§ **THE TASK**:
Pull every line with "ReturnsOutput" from the data below and copy it.

Extracted data entries
::::::::::

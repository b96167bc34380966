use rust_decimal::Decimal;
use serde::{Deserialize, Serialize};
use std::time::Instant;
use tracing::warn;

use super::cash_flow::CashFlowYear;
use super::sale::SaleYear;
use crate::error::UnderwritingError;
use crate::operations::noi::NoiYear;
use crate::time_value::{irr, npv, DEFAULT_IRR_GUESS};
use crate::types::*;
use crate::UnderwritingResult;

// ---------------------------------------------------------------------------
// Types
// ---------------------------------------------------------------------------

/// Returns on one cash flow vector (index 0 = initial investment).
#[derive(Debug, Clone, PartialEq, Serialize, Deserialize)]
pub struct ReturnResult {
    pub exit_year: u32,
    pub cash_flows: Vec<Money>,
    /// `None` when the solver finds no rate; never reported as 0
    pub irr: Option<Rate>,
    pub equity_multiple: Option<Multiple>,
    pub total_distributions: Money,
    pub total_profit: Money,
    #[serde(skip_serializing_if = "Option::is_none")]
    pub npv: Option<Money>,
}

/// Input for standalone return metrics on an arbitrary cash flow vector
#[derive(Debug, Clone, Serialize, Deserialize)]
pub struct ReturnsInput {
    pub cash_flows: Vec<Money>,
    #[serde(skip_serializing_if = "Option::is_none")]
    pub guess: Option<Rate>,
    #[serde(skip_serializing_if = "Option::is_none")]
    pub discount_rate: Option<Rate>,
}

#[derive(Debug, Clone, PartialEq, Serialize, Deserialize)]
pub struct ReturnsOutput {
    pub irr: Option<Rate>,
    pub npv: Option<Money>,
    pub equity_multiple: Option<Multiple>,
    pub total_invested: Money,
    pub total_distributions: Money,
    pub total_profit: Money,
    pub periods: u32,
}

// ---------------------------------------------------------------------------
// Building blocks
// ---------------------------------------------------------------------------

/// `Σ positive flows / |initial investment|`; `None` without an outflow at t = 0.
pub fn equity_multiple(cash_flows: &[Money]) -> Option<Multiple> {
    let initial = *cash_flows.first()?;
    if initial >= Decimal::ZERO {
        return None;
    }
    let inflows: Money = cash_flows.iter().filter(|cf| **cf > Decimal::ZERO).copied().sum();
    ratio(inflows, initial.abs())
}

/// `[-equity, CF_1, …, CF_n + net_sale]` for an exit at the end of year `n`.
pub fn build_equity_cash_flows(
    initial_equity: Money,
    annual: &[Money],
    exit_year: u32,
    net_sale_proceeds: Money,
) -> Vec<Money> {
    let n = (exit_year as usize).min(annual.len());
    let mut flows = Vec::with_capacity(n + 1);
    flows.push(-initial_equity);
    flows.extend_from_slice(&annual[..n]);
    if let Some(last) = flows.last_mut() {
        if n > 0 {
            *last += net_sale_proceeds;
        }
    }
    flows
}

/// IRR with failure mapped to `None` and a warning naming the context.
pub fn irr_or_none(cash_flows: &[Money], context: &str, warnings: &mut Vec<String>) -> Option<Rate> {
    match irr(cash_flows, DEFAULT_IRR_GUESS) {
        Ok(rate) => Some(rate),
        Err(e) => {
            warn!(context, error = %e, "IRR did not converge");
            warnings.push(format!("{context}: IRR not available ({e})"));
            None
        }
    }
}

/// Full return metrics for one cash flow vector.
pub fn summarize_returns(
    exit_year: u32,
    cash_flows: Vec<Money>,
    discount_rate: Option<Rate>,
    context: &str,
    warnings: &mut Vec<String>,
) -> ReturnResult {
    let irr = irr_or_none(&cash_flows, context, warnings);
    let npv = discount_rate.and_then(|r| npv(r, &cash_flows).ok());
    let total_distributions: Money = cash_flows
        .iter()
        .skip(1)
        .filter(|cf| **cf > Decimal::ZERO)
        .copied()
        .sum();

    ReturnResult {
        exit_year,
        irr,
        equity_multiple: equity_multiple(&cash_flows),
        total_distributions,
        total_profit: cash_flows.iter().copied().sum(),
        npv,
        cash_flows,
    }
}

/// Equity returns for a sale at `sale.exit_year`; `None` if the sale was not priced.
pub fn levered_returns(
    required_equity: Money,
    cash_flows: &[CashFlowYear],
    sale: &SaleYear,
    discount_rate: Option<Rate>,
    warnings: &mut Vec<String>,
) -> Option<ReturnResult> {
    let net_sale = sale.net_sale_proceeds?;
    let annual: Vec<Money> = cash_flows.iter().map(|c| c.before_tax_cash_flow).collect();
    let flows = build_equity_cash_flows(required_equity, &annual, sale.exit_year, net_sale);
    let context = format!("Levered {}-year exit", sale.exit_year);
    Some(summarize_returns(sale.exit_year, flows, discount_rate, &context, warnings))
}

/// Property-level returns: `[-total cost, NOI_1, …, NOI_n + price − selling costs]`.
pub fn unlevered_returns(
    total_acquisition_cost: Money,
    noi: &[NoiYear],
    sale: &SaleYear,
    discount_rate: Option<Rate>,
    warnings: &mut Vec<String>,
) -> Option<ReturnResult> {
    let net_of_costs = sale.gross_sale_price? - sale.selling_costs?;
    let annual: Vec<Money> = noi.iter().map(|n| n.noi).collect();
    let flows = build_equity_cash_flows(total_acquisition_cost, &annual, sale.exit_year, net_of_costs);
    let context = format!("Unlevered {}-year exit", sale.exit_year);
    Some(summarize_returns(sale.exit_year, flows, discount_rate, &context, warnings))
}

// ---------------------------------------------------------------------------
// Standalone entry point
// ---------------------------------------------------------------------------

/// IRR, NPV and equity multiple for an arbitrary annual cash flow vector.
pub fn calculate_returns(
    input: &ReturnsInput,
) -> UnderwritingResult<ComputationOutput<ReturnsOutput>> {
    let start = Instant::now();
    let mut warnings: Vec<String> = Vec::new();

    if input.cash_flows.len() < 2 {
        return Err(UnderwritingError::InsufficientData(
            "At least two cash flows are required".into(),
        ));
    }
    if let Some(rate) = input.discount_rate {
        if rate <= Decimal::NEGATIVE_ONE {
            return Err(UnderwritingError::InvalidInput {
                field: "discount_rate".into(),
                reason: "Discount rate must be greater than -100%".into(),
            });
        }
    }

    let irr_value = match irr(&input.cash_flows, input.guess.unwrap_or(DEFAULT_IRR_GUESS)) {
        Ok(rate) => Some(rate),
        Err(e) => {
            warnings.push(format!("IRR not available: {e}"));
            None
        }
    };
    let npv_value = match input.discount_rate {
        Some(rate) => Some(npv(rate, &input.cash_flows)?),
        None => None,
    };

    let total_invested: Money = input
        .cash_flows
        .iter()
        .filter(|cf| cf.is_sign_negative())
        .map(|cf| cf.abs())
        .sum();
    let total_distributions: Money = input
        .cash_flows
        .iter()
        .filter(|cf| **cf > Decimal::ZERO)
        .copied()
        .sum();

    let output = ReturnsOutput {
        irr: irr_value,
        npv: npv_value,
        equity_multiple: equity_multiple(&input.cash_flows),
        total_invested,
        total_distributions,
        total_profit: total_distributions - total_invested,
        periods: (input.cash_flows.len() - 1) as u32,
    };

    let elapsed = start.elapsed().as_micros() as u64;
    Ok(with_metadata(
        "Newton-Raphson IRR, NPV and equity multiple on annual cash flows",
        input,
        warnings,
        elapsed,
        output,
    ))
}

::::::::::

§ **RESPONSE FOR THIS EXERCISE**:
pub struct ReturnsOutput {
) -> UnderwritingResult<ComputationOutput<ReturnsOutput>> {
    let output = ReturnsOutput {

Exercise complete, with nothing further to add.